//! Search command

use std::path::Path;

use anyhow::{Context, Result};
use semdex::mode::ChunkingMode;

use super::open_engine;
use crate::format::format_hits;

pub async fn cmd_search(query: &str, mode: ChunkingMode, limit: usize, folder: Option<&Path>, json: bool) -> Result<()> {
  let engine = open_engine(folder).await?;
  let hits = engine
    .search(query, mode, limit, folder)
    .await
    .context("Search failed")?;

  if json {
    println!("{}", serde_json::to_string_pretty(&hits)?);
  } else {
    print!("{}", format_hits(&hits));
  }
  Ok(())
}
○ ○ ○ ○
Would you copy the entire listing exactly, missing nothing?

### [Exercise output]
//! Search command

use std::path::Path;

use anyhow::{Context, Result};
use semdex::mode::ChunkingMode;

use super::open_engine;
use crate::format::format_hits;

pub async fn cmd_search(query: &str, mode: ChunkingMode, limit: usize, folder: Option<&Path>, json: bool) -> Result<()> {
  let engine = open_engine(folder).await?;
  let hits = engine
    .search(query, mode, limit, folder)
    .await
    .context("Search failed")?;

  if json {
    println!("{}", serde_json::to_string_pretty(&hits)?);
  } else {
    print!("{}", format_hits(&hits));
  }
  Ok(())
}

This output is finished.